Problem requirements —
The expected result is the run of lines from the one containing "tracing::debug!(library_path = ?config.library_path, settings" to the end of the listing, copied exactly.

Excerpted data —
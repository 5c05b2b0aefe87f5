//! `skylight lex-sql` - Normalize a SQL statement through libskylight.

use anyhow::Context;
use skylight_nif::{sql, Gate, SkylightConfig};

pub fn execute(config: &SkylightConfig, statement: &str, show_title: bool) -> anyhow::Result<()> {
    let (gate, _) = super::load_gate(config)?;
    for line in run(gate, statement, show_title)? {
        println!("{}", line);
    }
    Ok(())
}

/// Lines to print for `statement`: the normalized form, then the title if asked.
pub fn run(gate: &Gate, statement: &str, show_title: bool) -> anyhow::Result<Vec<String>> {
    let lexed = sql::lex(gate, statement.as_bytes()).context("lex_sql failed")?;

    let mut lines = vec![String::from_utf8_lossy(&lexed.statement).into_owned()];
    if show_title {
        let title = match &lexed.title {
            Some(title) => String::from_utf8_lossy(title).into_owned(),
            None => "(none)".to_string(),
        };
        lines.push(format!("Title:        {}", title));
    }
    Ok(lines)
}
//! Subcommand implementations

pub mod env;
pub mod hrtime;
pub mod lex_sql;
pub mod load;
pub mod smoke;

use std::path::{Path, PathBuf};

use anyhow::Context;
use skylight_nif::{Gate, LoadStatus, SkylightConfig};

/// Build the effective config: file (if any), then environment, then `--lib`.
pub fn resolve_config(path: Option<&Path>, lib: Option<PathBuf>) -> anyhow::Result<SkylightConfig> {
    let config = match path {
        Some(path) => SkylightConfig::from_file(path)
            .with_context(|| format!("Failed to load config {}", path.display()))?,
        None => SkylightConfig::default(),
    };
    let mut config = config
        .with_env_overrides()
        .context("Invalid SKYLIGHT_* environment")?;

    if let Some(lib) = lib {
        config.library_path = Some(lib);
    }
    tracing::debug!(library_path = ?config.library_path, settings = config.env.len(), "config resolved");
    Ok(config)
}

/// Load the configured library into the process-wide gate.
pub fn load_gate(config: &SkylightConfig) -> anyhow::Result<(&'static Gate, LoadStatus)> {
    let gate = Gate::global();
    let status = config
        .load_library(gate)
        .context("Could not load libskylight")?;
    Ok((gate, status))
}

Task solution —
    tracing::debug!(library_path = ?config.library_path, settings = config.env.len(), "config resolved");
    Ok(config)
}

/// Load the configured library into the process-wide gate.
pub fn load_gate(config: &SkylightConfig) -> anyhow::Result<(&'static Gate, LoadStatus)> {
    let gate = Gate::global();
    let status = config
        .load_library(gate)
        .context("Could not load libskylight")?;
    Ok((gate, status))
}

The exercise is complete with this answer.